→ What is required
Each line from the start of the data below through the one containing "trailing columns into" must be reproduced exactly.

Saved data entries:

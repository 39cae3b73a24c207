//! CSV extractor: a line-repair preprocessor (pure text transform) followed
//! by standards-compliant tokenization via the `csv` crate, same dependency
//! the teacher already reaches for in `services/csv_import_service.rs` and
//! `services/activity_import_service.rs`.

use csv::ReaderBuilder;

use crate::errors::AppError;
use crate::parser::RawRecord;

const MERGE_TARGET_HEADERS: [&str; 3] = ["description", "memo", "details"];

/// Strips trailing commas from every line, then — when a row has more
/// columns than the header row — merges the excess trailing columns into
/// the first header matching (case-insensitively) Description/Memo/Details,
/// re-joining the merged columns with `,` and re-quoting the result with
/// internal quotes doubled. Idempotent: running it twice on its own output
/// is a no-op (spec.md §8 invariant 7), since a repaired row's column count
/// never again exceeds the header's.
pub fn repair_csv_lines(text: &str) -> String {
    let mut lines = text.lines();
    let Some(header_line) = lines.next() else {
        return String::new();
    };
    let header_line = strip_trailing_comma(header_line);
    let headers = split_unquoted(&header_line);
    let header_count = headers.len();

    let merge_index = headers.iter().position(|h| {
        MERGE_TARGET_HEADERS.contains(&h.trim().to_ascii_lowercase().as_str())
    });

    let mut out = String::new();
    out.push_str(&header_line);
    out.push('\n');

    for line in lines {
        if line.trim().is_empty() {
            out.push('\n');
            continue;
        }
        let repaired = strip_trailing_comma(line);
        let fields = split_unquoted(&repaired);

        if fields.len() > header_count {
            if let Some(merge_at) = merge_index {
                let repaired_row = merge_excess_columns(&fields, merge_at, header_count);
                out.push_str(&repaired_row);
                out.push('\n');
                continue;
            }
        }
        out.push_str(&repaired);
        out.push('\n');
    }
    out
}

fn strip_trailing_comma(line: &str) -> String {
    let trimmed_end = line.trim_end_matches(['\r']);
    if let Some(stripped) = trimmed_end.strip_suffix(',') {
        stripped.to_string()
    } else {
        trimmed_end.to_string()
    }
}

/// Minimal split respecting double-quoted fields, just enough to count
/// columns and locate the merge target before handing off to the real CSV
/// reader for tokenization.
fn split_unquoted(line: &str) -> Vec<String> {
    let mut fields = Vec::new();
    let mut current = String::new();
    let mut in_quotes = false;
    let mut chars = line.chars().peekable();
    while let Some(c) = chars.next() {
        match c {
            '"' => {
                if in_quotes && chars.peek() == Some(&'"') {
                    current.push('"');
                    chars.next();
                } else {
                    in_quotes = !in_quotes;
                }
            }
            ',' if !in_quotes => {
                fields.push(std::mem::take(&mut current));
            }
            other => current.push(other),
        }
    }
    fields.push(current);
    fields
}

fn merge_excess_columns(fields: &[String], merge_at: usize, header_count: usize) -> String {
    let excess = fields.len() - header_count + 1;
    let merge_start = merge_at;
    let merge_end = merge_start + excess;

    let merged_value = fields[merge_start..merge_end].join(",");
    let quoted = format!("\"{}\"", merged_value.replace('"', "\"\""));

    let mut out_fields: Vec<String> = Vec::with_capacity(header_count);
    out_fields.extend(fields[..merge_start].iter().cloned());
    out_fields.push(quoted);
    out_fields.extend(fields[merge_end..].iter().cloned());
    out_fields.join(",")
}

pub fn extract(text: &str) -> Result<Vec<RawRecord>, AppError> {
    let repaired = repair_csv_lines(text);

    let mut reader = ReaderBuilder::new()
        .has_headers(true)
        .flexible(true)
        .from_reader(repaired.as_bytes());

    let headers = reader
        .headers()
        .map_err(|e| AppError::Validation(format!("failed to read CSV headers: {e}")))?
        .clone();

    let mut records = Vec::new();
    for result in reader.records() {
        let record = match result {
            Ok(r) => r,
            Err(e) => {
                return Err(AppError::DataQuality(format!("malformed CSV row: {e}")));
            }
        };
        let mut raw = RawRecord::new();
        for (idx, header) in headers.iter().enumerate() {
            if let Some(value) = record.get(idx) {
                raw.insert(header.to_string(), value.to_string());
            }
        }
        records.push(raw);
    }
    Ok(records)
}

#[cfg(test)]
mod tests {
    use super::*;
    use pretty_assertions::assert_eq;

    #[test]
    fn repair_is_idempotent() {
        let csv = "date,description,amount\n2024-01-15,PURCHASE AT ACME, INC #42,-12.50\n";
        let once = repair_csv_lines(csv);
        let twice = repair_csv_lines(&once);
        assert_eq!(once, twice);
    }

    #[test]
    fn embedded_comma_merges_into_description() {
        // S1: one row with an extra unquoted comma inside the description.
        let csv = "date,description,amount\n2024-01-15,PURCHASE AT ACME, INC #42,-12.50\n";
        let records = extract(csv).unwrap();
        assert_eq!(records.len(), 1);
        assert_eq!(records[0].get("date").unwrap(), "2024-01-15");
        assert_eq!(
            records[0].get("description").unwrap(),
            "PURCHASE AT ACME, INC #42"
        );
        assert_eq!(records[0].get("amount").unwrap(), "-12.50");
    }

    #[test]
    fn strips_trailing_commas() {
        let csv = "date,description,amount\n2024-01-01,Coffee,-4.50,\n";
        let records = extract(csv).unwrap();
        assert_eq!(records.len(), 1);
        assert_eq!(records[0].get("amount").unwrap(), "-4.50");
    }

    #[test]
    fn quoted_field_with_comma_parses_without_merge() {
        let csv = "date,description,amount\n2024-01-01,\"Coffee, Tea\",-4.50\n";
        let records = extract(csv).unwrap();
        assert_eq!(records.len(), 1);
        assert_eq!(records[0].get("description").unwrap(), "Coffee, Tea");
    }

    #[test]
    fn empty_file_yields_no_transactions_error_upstream() {
        let records = extract("date,description,amount\n").unwrap();
        assert!(records.is_empty());
    }
}
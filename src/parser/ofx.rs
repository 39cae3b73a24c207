//! OFX/QFX extractor (spec.md §4.1): accepts both SGML-style header+body
//! tag-soup and well-formed XML; both reduce to one record per `<STMTTRN>`
//! with keys `{DTPOSTED, TRNAMT, NAME, MEMO, FITID, TRNTYPE, CHECKNUM}`.

use crate::errors::AppError;
use crate::parser::RawRecord;

const TRANSACTION_TAGS: [&str; 7] = [
    "DTPOSTED", "TRNAMT", "NAME", "MEMO", "FITID", "TRNTYPE", "CHECKNUM",
];

pub fn extract(text: &str) -> Result<Vec<RawRecord>, AppError> {
    let body = strip_sgml_header(text);
    let mut records = Vec::new();
    let mut current: Option<RawRecord> = None;

    for raw_line in body.lines() {
        let line = raw_line.trim();
        if line.is_empty() {
            continue;
        }

        if line_is_open_tag(line, "STMTTRN") {
            current = Some(RawRecord::new());
            continue;
        }
        if line_is_close_tag(line, "STMTTRN") {
            if let Some(record) = current.take() {
                if !record.is_empty() {
                    records.push(record);
                }
            }
            continue;
        }

        if let Some(record) = current.as_mut() {
            if let Some((tag, value)) = split_tag(line) {
                let tag_upper = tag.to_ascii_uppercase();
                if TRANSACTION_TAGS.contains(&tag_upper.as_str()) {
                    record.insert(tag_upper, value.to_string());
                }
            }
        }
    }

    if records.is_empty() {
        return Err(AppError::DataQuality(
            "OFX/QFX file contains no STMTTRN blocks".to_string(),
        ));
    }
    Ok(records)
}

/// SGML OFX files carry a header block (`OFXHEADER:100` ... blank line)
/// before the `<OFX>` body; XML OFX files start directly with `<?xml` or
/// `<OFX>`. Stripping any header leaves a uniform tag-soup body either way.
fn strip_sgml_header(text: &str) -> &str {
    if let Some(pos) = text.find("<OFX>") {
        return &text[pos..];
    }
    if let Some(pos) = text.find("<ofx>") {
        return &text[pos..];
    }
    text
}

fn line_is_open_tag(line: &str, tag: &str) -> bool {
    let expected = format!("<{tag}>");
    line.eq_ignore_ascii_case(&expected)
}

fn line_is_close_tag(line: &str, tag: &str) -> bool {
    let expected = format!("</{tag}>");
    line.eq_ignore_ascii_case(&expected)
}

/// Handles both SGML (`<TAG>value`, unclosed) and XML (`<TAG>value</TAG>`)
/// leaf elements.
fn split_tag(line: &str) -> Option<(&str, &str)> {
    if !line.starts_with('<') {
        return None;
    }
    let end = line.find('>')?;
    let name = &line[1..end];
    if name.starts_with('/') {
        return None;
    }
    let rest = &line[end + 1..];
    let value = if let Some(close_start) = rest.find("</") {
        &rest[..close_start]
    } else {
        rest
    };
    Some((name, value.trim()))
}

#[cfg(test)]
mod tests {
    use super::*;

    #[test]
    fn sgml_style_ofx_extracts_transactions() {
        let ofx = "OFXHEADER:100\nDATA:OFXSGML\n\n<OFX>\n<BANKMSGSRSV1>\n<STMTTRN>\n<TRNTYPE>DEBIT\n<DTPOSTED>20240115\n<TRNAMT>-12.50\n<FITID>1001\n<NAME>ACME STORE\n</STMTTRN>\n</BANKMSGSRSV1>\n</OFX>\n";
        let records = extract(ofx).unwrap();
        assert_eq!(records.len(), 1);
        assert_eq!(records[0].get("DTPOSTED").unwrap(), "20240115");
        assert_eq!(records[0].get("TRNAMT").unwrap(), "-12.50");
        assert_eq!(records[0].get("NAME").unwrap(), "ACME STORE");
    }

    #[test]
    fn xml_style_ofx_extracts_transactions() {
        let ofx = "<?xml version=\"1.0\"?>\n<OFX>\n<STMTTRN>\n<TRNTYPE>CREDIT</TRNTYPE>\n<DTPOSTED>20240116</DTPOSTED>\n<TRNAMT>100.00</TRNAMT>\n<FITID>1002</FITID>\n<NAME>PAYROLL</NAME>\n</STMTTRN>\n</OFX>\n";
        let records = extract(ofx).unwrap();
        assert_eq!(records.len(), 1);
        assert_eq!(records[0].get("TRNAMT").unwrap(), "100.00");
    }

    #[test]
    fn no_stmttrn_blocks_errors() {
        let ofx = "<OFX><BANKMSGSRSV1></BANKMSGSRSV1></OFX>";
        assert!(extract(ofx).is_err());
    }
}
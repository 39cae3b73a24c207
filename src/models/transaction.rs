use bigdecimal::BigDecimal;
use serde::{Deserialize, Serialize};
use sqlx::FromRow;
use uuid::Uuid;

#[derive(Debug, Clone, Copy, PartialEq, Eq, Serialize, Deserialize, sqlx::Type)]
#[sqlx(type_name = "text", rename_all = "snake_case")]
#[serde(rename_all = "snake_case")]
pub enum AssignmentStatus {
    Suggested,
    Confirmed,
    Rejected,
}

/// One category assignment carried on a transaction; manual assignments are
/// never touched by the rule engine once set.
#[derive(Debug, Clone, Serialize, Deserialize, PartialEq)]
pub struct CategoryAssignment {
    pub category_id: Uuid,
    pub confidence: f64,
    pub status: AssignmentStatus,
    pub is_manual: bool,
    pub assigned_at: chrono::DateTime<chrono::Utc>,
    pub confirmed_at: Option<chrono::DateTime<chrono::Utc>>,
    pub rule_id: Option<Uuid>,
}

#[derive(Debug, Clone, Serialize, Deserialize, FromRow)]
pub struct Transaction {
    pub transaction_id: Uuid,
    pub user_id: Uuid,
    pub file_id: Uuid,
    pub account_id: Uuid,
    pub date: chrono::DateTime<chrono::Utc>,
    pub description: String,
    pub amount: BigDecimal,
    pub balance: BigDecimal,
    pub currency: String,
    pub import_order: i32,
    pub transaction_type: Option<String>,
    pub payee: Option<String>,
    pub memo: Option<String>,
    pub check_number: Option<String>,
    pub reference: Option<String>,
    pub status: Option<String>,
    pub debit_or_credit: Option<String>,
    pub primary_category_id: Option<Uuid>,
    #[sqlx(json)]
    pub categories: sqlx::types::Json<Vec<CategoryAssignment>>,
    pub dedup_hash: Vec<u8>,
    pub created_at: chrono::DateTime<chrono::Utc>,
}

/// A transaction not yet assigned an id/import-order/balance; produced by
/// the builder (`parser::builder`) and consumed by the persistence layer.
#[derive(Debug, Clone)]
pub struct NewTransaction {
    pub account_id: Uuid,
    pub date: chrono::DateTime<chrono::Utc>,
    pub description: String,
    pub amount: BigDecimal,
    pub balance: BigDecimal,
    pub currency: String,
    pub import_order: i32,
    pub transaction_type: Option<String>,
    pub payee: Option<String>,
    pub memo: Option<String>,
    pub check_number: Option<String>,
    pub reference: Option<String>,
    pub status: Option<String>,
    pub debit_or_credit: Option<String>,
    pub dedup_hash: Vec<u8>,
}

impl Transaction {
    pub fn from_new(user_id: Uuid, file_id: Uuid, new: NewTransaction) -> Self {
        Self {
            transaction_id: Uuid::new_v4(),
            user_id,
            file_id,
            account_id: new.account_id,
            date: new.date,
            description: new.description,
            amount: new.amount,
            balance: new.balance,
            currency: new.currency,
            import_order: new.import_order,
            transaction_type: new.transaction_type,
            payee: new.payee,
            memo: new.memo,
            check_number: new.check_number,
            reference: new.reference,
            status: new.status,
            debit_or_credit: new.debit_or_credit,
            primary_category_id: None,
            categories: sqlx::types::Json(Vec::new()),
            dedup_hash: new.dedup_hash,
            created_at: chrono::Utc::now(),
        }
    }
}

→ Solution below
repository 39cae3b73a24c207
//! CSV extractor: a line-repair preprocessor (pure text transform) followed
//! by standards-compliant tokenization via the `csv` crate, same dependency
//! the teacher already reaches for in `services/csv_import_service.rs` and
//! `services/activity_import_service.rs`.

use csv::ReaderBuilder;

use crate::errors::AppError;
use crate::parser::RawRecord;

const MERGE_TARGET_HEADERS: [&str; 3] = ["description", "memo", "details"];

/// Strips trailing commas from every line, then — when a row has more
/// columns than the header row — merges the excess trailing columns into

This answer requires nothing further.